• **TASK INSTRUCTIONS**: All of the data is to be copied without a single change.

• **PROVIDED MATERIAL**:
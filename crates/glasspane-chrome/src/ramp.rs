//! Fixed-step opacity ramps.

use std::time::{Duration, Instant};

/// What a ramp is for, which decides what happens when it finishes.
#[derive(Debug, Clone, Copy, PartialEq, Eq)]
pub enum RampPurpose {
    SplashFadeIn,
    SplashFadeOut,
    MainFadeIn,
    CloseFadeOut,
}

/// Moves a window's opacity toward a target by a fixed step per interval.
///
/// A zero step never reaches its target; callers that must finish (close)
/// carry their own deadline.
#[derive(Debug, Clone)]
pub struct OpacityRamp {
    purpose: RampPurpose,
    opacity: f64,
    target: f64,
    step: f64,
    interval: Duration,
    next_due: Instant,
}

impl OpacityRamp {
    /// Start a ramp at `from`; the first step lands one interval after `now`.
    pub fn new(
        purpose: RampPurpose,
        from: f64,
        target: f64,
        step: f64,
        interval: Duration,
        now: Instant,
    ) -> Self {
        Self {
            purpose,
            opacity: from.clamp(0.0, 1.0),
            target: target.clamp(0.0, 1.0),
            step: step.abs(),
            interval,
            next_due: now + interval,
        }
    }

    pub fn purpose(&self) -> RampPurpose {
        self.purpose
    }

    pub fn opacity(&self) -> f64 {
        self.opacity
    }

    pub fn next_due(&self) -> Instant {
        self.next_due
    }

    pub fn is_finished(&self) -> bool {
        self.opacity == self.target
    }

    /// Apply one step if it is due. Returns the new opacity when a step ran.
    pub fn advance(&mut self, now: Instant) -> Option<f64> {
        if now < self.next_due || self.is_finished() {
            return None;
        }
        self.opacity = if self.target > self.opacity {
            (self.opacity + self.step).min(self.target)
        } else {
            (self.opacity - self.step).max(self.target)
        };
        self.next_due = now + self.interval;
        Some(self.opacity)
    }
}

• **EXPECTED OUTPUT**:
filename crates/glasspane-chrome/src/ramp.rs
//! Fixed-step opacity ramps.

use std::time::{Duration, Instant};

/// What a ramp is for, which decides what happens when it finishes.
#[derive(Debug, Clone, Copy, PartialEq, Eq)]
pub enum RampPurpose {
    SplashFadeIn,
    SplashFadeOut,
    MainFadeIn,
    CloseFadeOut,
}

/// Moves a window's opacity toward a target by a fixed step per interval.
///
/// A zero step never reaches its target; callers that must finish (close)
/// carry their own deadline.
#[derive(Debug, Clone)]
pub struct OpacityRamp {
    purpose: RampPurpose,
    opacity: f64,
    target: f64,
    step: f64,
    interval: Duration,
    next_due: Instant,
}

impl OpacityRamp {
    /// Start a ramp at `from`; the first step lands one interval after `now`.
    pub fn new(
        purpose: RampPurpose,
        from: f64,
        target: f64,
        step: f64,
        interval: Duration,
        now: Instant,
    ) -> Self {
        Self {
            purpose,
            opacity: from.clamp(0.0, 1.0),
            target: target.clamp(0.0, 1.0),
            step: step.abs(),
            interval,
            next_due: now + interval,
        }
    }

    pub fn purpose(&self) -> RampPurpose {
        self.purpose
    }

    pub fn opacity(&self) -> f64 {
        self.opacity
    }

    pub fn next_due(&self) -> Instant {
        self.next_due
    }

    pub fn is_finished(&self) -> bool {
        self.opacity == self.target
    }

    /// Apply one step if it is due. Returns the new opacity when a step ran.
    pub fn advance(&mut self, now: Instant) -> Option<f64> {
        if now < self.next_due || self.is_finished() {
            return None;
        }
        self.opacity = if self.target > self.opacity {
            (self.opacity + self.step).min(self.target)
        } else {
            (self.opacity - self.step).max(self.target)
        };
        self.next_due = now + self.interval;
        Some(self.opacity)
    }
}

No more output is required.